TASK PROMPT ▸ Pull out every line below containing the word "ArgMatches".

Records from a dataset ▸
##########

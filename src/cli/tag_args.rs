//! Command-line surface of `tag-version`.

use std::ffi::OsString;
use std::path::PathBuf;

use clap::{value_parser, Arg, ArgAction, ArgMatches, Command};

use crate::cli::parser::{add_chdir_flag, add_dry_run_flag, new_parser, CommonArgs};

pub const DESCRIPTION: &str = "Add an annotated tag corresponding to the version of the current \
git project.  The version is expected to live in a file named 'VERSION' in the project root.";

/// A tag prefix or suffix as given on the command line.
#[derive(Debug, Clone, Default, PartialEq, Eq)]
pub enum Affix {
    /// Not given; use the configured default
    #[default]
    Default,
    /// Disabled with `--no-prefix` / `--no-suffix`
    Empty,
    /// Given explicitly
    Value(String),
}

impl Affix {
    fn from_matches(matches: &ArgMatches, value_id: &str, disable_id: &str) -> Self {
        if matches.get_flag(disable_id) {
            Affix::Empty
        } else if let Some(value) = matches.get_one::<String>(value_id) {
            Affix::Value(value.clone())
        } else {
            Affix::Default
        }
    }

    /// The concrete string, falling back to `default` when not given.
    pub fn resolve<'a>(&'a self, default: &'a str) -> &'a str {
        match self {
            Affix::Default => default,
            Affix::Empty => "",
            Affix::Value(value) => value,
        }
    }
}

/// Parsed `tag-version` options.
#[derive(Debug, Clone, Default, PartialEq, Eq)]
pub struct TagVersionArgs {
    pub common: CommonArgs,
    pub prefix: Affix,
    pub suffix: Affix,
    pub version_file: Option<PathBuf>,
    pub commit: Option<String>,
    pub message: Option<String>,
    pub push: bool,
    pub stable: bool,
    pub stable_tag: Option<String>,
    pub stable_message: Option<String>,
    pub stable_version_file: Option<PathBuf>,
    pub rewrite_history: bool,
    pub accept_paradoxes: bool,
    pub config: Option<PathBuf>,
}

impl TagVersionArgs {
    /// Parse `args` (program name excluded).
    pub fn try_parse_from<T>(prog: Option<&str>, args: &[T]) -> Result<Self, clap::Error>
    where
        T: Clone + Into<OsString>,
    {
        let argv = std::iter::once(OsString::from(prog.unwrap_or("tag-version")))
            .chain(args.iter().cloned().map(Into::into));
        let matches = tag_version_command(prog).try_get_matches_from(argv)?;
        Ok(Self::from_matches(&matches))
    }

    pub fn from_matches(matches: &ArgMatches) -> Self {
        let string = |id: &str| matches.get_one::<String>(id).cloned();
        let path = |id: &str| matches.get_one::<PathBuf>(id).cloned();

        TagVersionArgs {
            common: CommonArgs::from_matches(matches),
            prefix: Affix::from_matches(matches, "tag_prefix", "no_tag_prefix"),
            suffix: Affix::from_matches(matches, "tag_suffix", "no_tag_suffix"),
            version_file: path("version_file"),
            commit: string("commit"),
            message: string("message"),
            push: matches.get_flag("push"),
            stable: matches.get_flag("stable"),
            stable_tag: string("stable_tag"),
            stable_message: string("stable_message"),
            stable_version_file: path("stable_version_file"),
            rewrite_history: matches.get_flag("rewrite_history"),
            accept_paradoxes: matches.get_flag("accept_paradoxes"),
            config: path("config"),
        }
    }
}

fn value(id: &'static str) -> Arg {
    Arg::new(id).action(ArgAction::Set)
}

fn path_value(id: &'static str) -> Arg {
    value(id).value_parser(value_parser!(PathBuf))
}

fn flag(id: &'static str) -> Arg {
    Arg::new(id).action(ArgAction::SetTrue)
}

/// Build the `tag-version` parser.
pub fn tag_version_command(prog: Option<&str>) -> Command {
    let cmd = add_chdir_flag(add_dry_run_flag(new_parser(
        prog,
        Some(DESCRIPTION),
        None,
        None,
    )));

    cmd.arg(
        value("tag_prefix")
            .short('p')
            .long("prefix")
            .value_name("PREFIX")
            .conflicts_with("no_tag_prefix")
            .help("String to prepend to version tag (default: 'v')"),
    )
    .arg(
        flag("no_tag_prefix")
            .long("no-prefix")
            .help("Do not use any tag prefix"),
    )
    .arg(
        value("tag_suffix")
            .short('s')
            .long("suffix")
            .value_name("SUFFIX")
            .conflicts_with("no_tag_suffix")
            .help("String to append to version tag (default: '')"),
    )
    .arg(
        flag("no_tag_suffix")
            .long("no-suffix")
            .help("Do not use any tag suffix"),
    )
    .arg(
        path_value("version_file")
            .short('f')
            .long("file")
            .visible_alias("version-file")
            .value_name("FILE")
            .help("File containing version (default: 'VERSION' in root of project)"),
    )
    .arg(
        value("commit")
            .short('c')
            .long("commit")
            .value_name("COMMIT")
            .help("Commit to tag (default: currently checked out HEAD)"),
    )
    .arg(
        value("message")
            .short('m')
            .long("message")
            .value_name("MESSAGE")
            .help("Message to add to annotated version tag (default: same as the tag, like git-flow)"),
    )
    .arg(
        flag("push")
            .long("push")
            .help("Push the tags after creating them."),
    )
    .arg(
        flag("stable")
            .short('S')
            .long("stable")
            .help("Mark the current version as stable by adding/updating a 'stable' tag."),
    )
    .arg(
        value("stable_tag")
            .long("stable-tag")
            .value_name("TAG")
            .help("The name of the tag to use when marking the current version stable (default: stable)"),
    )
    .arg(
        value("stable_message")
            .short('M')
            .long("stable-message")
            .value_name("MESSAGE")
            .help("Commit message for 'stable' tag (default: the version being tagged)"),
    )
    .arg(
        path_value("stable_version_file")
            .short('F')
            .long("stable-file")
            .visible_alias("stable-version-file")
            .value_name("FILE")
            .help("File containing stable version (default: 'STABLE_VERSION' in root of project)"),
    )
    .arg(
        flag("rewrite_history")
            .short('T')
            .long("rewrite-history")
            .visible_alias("time-travel")
            .help(
                "Rewrite history by changing a pre-existing version tag to point to the \
                 current commit (this is inadvisable, but may be necessary in some cases).",
            ),
    )
    .arg(
        flag("accept_paradoxes")
            .long("accept-paradoxes")
            .visible_alias("peril-sensitive-sunglasses")
            .help("When rewriting history, ignore warnings and continue blindly ahead."),
    )
    .arg(
        path_value("config")
            .long("config")
            .value_name("PATH")
            .help("Custom configuration file path"),
    )
}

##########

SOLUTION FOR THIS PROBLEM ▸
use clap::{value_parser, Arg, ArgAction, ArgMatches, Command};
    fn from_matches(matches: &ArgMatches, value_id: &str, disable_id: &str) -> Self {
    pub fn from_matches(matches: &ArgMatches) -> Self {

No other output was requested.